位置情報の利用可否について、苦労している3社の声に対し、「今回、クラウド版の新機能で管理コンソールの操作履歴を取得する機能を実装しました。『管理者も管理されている』相互監視の体制が取れるので、端末貸与時の誓約書や利用ルール展開時に社内に説明していただくと効果的かもしれません。」と武藤氏は補足した。
次のセキュリティ課題はオンラインストレージ?
クラウド版で気になるのは、オンプレミス版のように利用を終えた端末の情報を残しておけるかだという。資産管理の観点だと、過去に管理対象だった端末の情報も一定期間残しておく必要がある。オンプレミス版の場合は、利用を終えた端末も管理ツール上に、ライセンスを消費することなく残しておくことができる。一方で、クラウド版の場合はライセンスを消費してしまう。そのため、過去の端末やネットワーク未接続の端末を管理したい場合は、別途Excelなどで台帳を用意する必要があるという。松田さんの会社では未登録の端末が、店舗のPC、スイッチやルーター、工場での機器を合わせて、Windows端末の倍はあるという。
遠藤さんは、「オンプレミス版のときは1年くらいは過去の端末も残しておいたのですが、クラウド版になってから破棄に至った端末がまだないので、そのあたりの運用がどのようになってくるのか未知数です」とコメントする。結局、Excelでの台帳管理が必要になっているので、なるべく1本化したいというのが3人の希望だ。

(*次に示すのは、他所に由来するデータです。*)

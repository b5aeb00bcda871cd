//! Client-side cache of complex-object type descriptions.

use std::collections::HashMap;

use async_trait::async_trait;
use ignite_core::binary::{BinaryTypeDescriptor, SchemaRef};
use ignite_core::Result;
use tokio::sync::RwLock;

/// Where the registry fetches and registers type descriptions.
#[async_trait]
pub trait TypeSource: Send + Sync {
    /// Fetches every schema the server knows for `type_id`, or `None`.
    async fn get_binary_type(&self, type_id: i32) -> Result<Option<Vec<BinaryTypeDescriptor>>>;

    /// Registers `descriptor` with the server.
    async fn put_binary_type(&self, descriptor: &BinaryTypeDescriptor) -> Result<()>;
}

/// Type descriptors keyed by type id, then schema id.
///
/// Lookups through [`get`](Self::get) are local. [`resolve`](Self::resolve)
/// consults the server on a miss and caches what it learns.
#[derive(Debug, Default)]
pub struct TypeRegistry {
    types: RwLock<HashMap<i32, Vec<BinaryTypeDescriptor>>>,
}

fn select(
    schemas: &[BinaryTypeDescriptor],
    schema: Option<SchemaRef<'_>>,
) -> Option<Vec<BinaryTypeDescriptor>> {
    // an empty field list means no schema
    let schema = schema.filter(|s| !matches!(s, SchemaRef::Fields(fields) if fields.is_empty()));
    match schema {
        None if schemas.is_empty() => None,
        None => Some(schemas.to_vec()),
        Some(schema) => {
            let id = schema.schema_id();
            schemas
                .iter()
                .find(|d| d.schema_id() == id)
                .map(|d| vec![d.clone()])
        }
    }
}

impl TypeRegistry {
    /// Creates an empty registry.
    pub fn new() -> Self {
        Self::default()
    }

    /// Local lookup.
    ///
    /// Without a schema, returns every known schema of the type; with one,
    /// the single matching descriptor. `None` if nothing matches.
    pub async fn get(
        &self,
        type_id: i32,
        schema: Option<SchemaRef<'_>>,
    ) -> Option<Vec<BinaryTypeDescriptor>> {
        let types = self.types.read().await;
        types.get(&type_id).and_then(|s| select(s, schema))
    }

    /// Like [`get`](Self::get), but fetches the type from `source` on a miss.
    ///
    /// Fetched schemas are added without replacing ones already known. A
    /// key that resolved once is served locally afterwards.
    pub async fn resolve<S>(
        &self,
        source: &S,
        type_id: i32,
        schema: Option<SchemaRef<'_>>,
    ) -> Result<Option<Vec<BinaryTypeDescriptor>>>
    where
        S: TypeSource + ?Sized,
    {
        if let Some(found) = self.get(type_id, schema).await {
            return Ok(Some(found));
        }

        let fetched = match source.get_binary_type(type_id).await? {
            Some(fetched) => fetched,
            None => {
                tracing::debug!(type_id, "type unknown to server");
                return Ok(None);
            }
        };

        let mut types = self.types.write().await;
        let schemas = types.entry(type_id).or_default();
        for descriptor in fetched {
            if !schemas.iter().any(|d| d.schema_id() == descriptor.schema_id()) {
                schemas.push(descriptor);
            }
        }
        tracing::debug!(type_id, schemas = schemas.len(), "type resolved");
        Ok(select(schemas, schema))
    }

    /// Registers `descriptor` with the server unless it already knows the
    /// (type id, schema id) pair, then stores it locally.
    ///
    /// The local copy always replaces an existing one with the same key.
    pub async fn register<S>(
        &self,
        source: &S,
        descriptor: BinaryTypeDescriptor,
        affinity_key_field: Option<&str>,
    ) -> Result<BinaryTypeDescriptor>
    where
        S: TypeSource + ?Sized,
    {
        let descriptor = match affinity_key_field {
            Some(field) => descriptor.with_affinity_key_field(field),
            None => descriptor,
        };

        let known = self
            .resolve(
                source,
                descriptor.type_id(),
                Some(SchemaRef::Id(descriptor.schema_id())),
            )
            .await?
            .is_some();
        if !known {
            source.put_binary_type(&descriptor).await?;
            tracing::debug!(
                type_id = descriptor.type_id(),
                schema_id = descriptor.schema_id(),
                type_name = descriptor.type_name(),
                "type registered"
            );
        }

        self.insert(descriptor.clone()).await;
        Ok(descriptor)
    }

    /// Stores `descriptor`, replacing any with the same type and schema id.
    pub async fn insert(&self, descriptor: BinaryTypeDescriptor) {
        let mut types = self.types.write().await;
        let schemas = types.entry(descriptor.type_id()).or_default();
        match schemas
            .iter_mut()
            .find(|d| d.schema_id() == descriptor.schema_id())
        {
            Some(existing) => *existing = descriptor,
            None => schemas.push(descriptor),
        }
    }

    /// Number of cached (type id, schema id) entries.
    pub async fn len(&self) -> usize {
        self.types.read().await.values().map(Vec::len).sum()
    }

    /// Returns `true` if nothing is cached.
    pub async fn is_empty(&self) -> bool {
        self.len().await == 0
    }

    /// Drops every cached descriptor.
    pub async fn clear(&self) {
        self.types.write().await.clear();
    }
}
//! Async Rust thin client for [Apache Ignite](https://ignite.apache.org/).
//!
//! The client speaks the Ignite binary client protocol over plain TCP. It
//! connects to one or more nodes, negotiates a protocol version, and offers
//! type registration and lookup, partition topology queries with
//! affinity-aware node routing, paginated SQL fields queries and cache
//! listing. It is built on [Tokio](https://tokio.rs/); a blocking facade
//! lives in [`blocking`].
//!
//! # Quick Start
//!
//! ```rust,no_run
//! use ignite_client::{ClientConfig, IgniteClient, NodeAddress, SqlFieldsQuery};
//!
//! #[tokio::main]
//! async fn main() -> Result<(), Box<dyn std::error::Error>> {
//!     let config = ClientConfig::builder()
//!         .add_address(NodeAddress::new("127.0.0.1", 10800))
//!         .build()?;
//!     let client = IgniteClient::connect(config).await?;
//!
//!     let mut cursor = client
//!         .sql(SqlFieldsQuery::new("SELECT name FROM Person").page_size(100))
//!         .await?;
//!     loop {
//!         let rows = cursor.advance().await?;
//!         if rows.is_empty() {
//!             break;
//!         }
//!         println!("{:?}", rows);
//!     }
//!
//!     client.close().await;
//!     Ok(())
//! }
//! ```
//!
//! # Node selection
//!
//! By default requests stick to one node and fail over to the next
//! configured one. With [`ClientConfigBuilder::partition_aware`] every node
//! is kept connected and requests are spread over them; keyed requests can
//! be routed to the partition owner through
//! [`IgniteClient::node_for_key`]. Partition awareness needs protocol 1.4.0
//! or later and silently falls back to failover mode on older servers.

#![warn(missing_docs)]

pub mod affinity;
pub mod blocking;
mod client;
pub mod config;
pub mod config_file;
pub mod connection;
pub mod cursor;
pub mod registry;

pub use affinity::AffinityMap;
pub use client::IgniteClient;
pub use config::{
    ClientConfig, ClientConfigBuilder, ConfigError, NetworkConfig, NetworkConfigBuilder,
    NodeAddress, SecurityConfig, SecurityConfigBuilder,
};
pub use config_file::{FileConfig, FileNetworkConfig, FileSecurityConfig};
pub use connection::{NodeEndpoint, NodePool, NodeState, SelectionPolicy};
pub use cursor::{CursorState, PageSource, QueryCursor};
pub use registry::{TypeRegistry, TypeSource};

pub use ignite_core::{
    BinaryField, BinaryTypeDescriptor, DataValue, IgniteError, PartitionTopology, ProtocolVersion,
    Result, SchemaRef, SqlFieldsQuery, TopologyVersion,
};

最後に、今後取り組んでいきたい情報セキュリティ対策を聞いたところ、遠藤さんは、「うちはクラウドストレージが課題」と答えた。「クラウドストレージは外部との共有が容易だけど、情報漏えいが心配。実際に故意ではないけれども、前職のアカウントに共有をかけていた社員もいたので」とのことで、よりセキュアなクラウドストレージへの移行を検討している。ひこさんも「クラウドストレージに接続できるデバイスをエンドポイントマネージャーなどのツールでうまく制限できないかと考えています」と語る。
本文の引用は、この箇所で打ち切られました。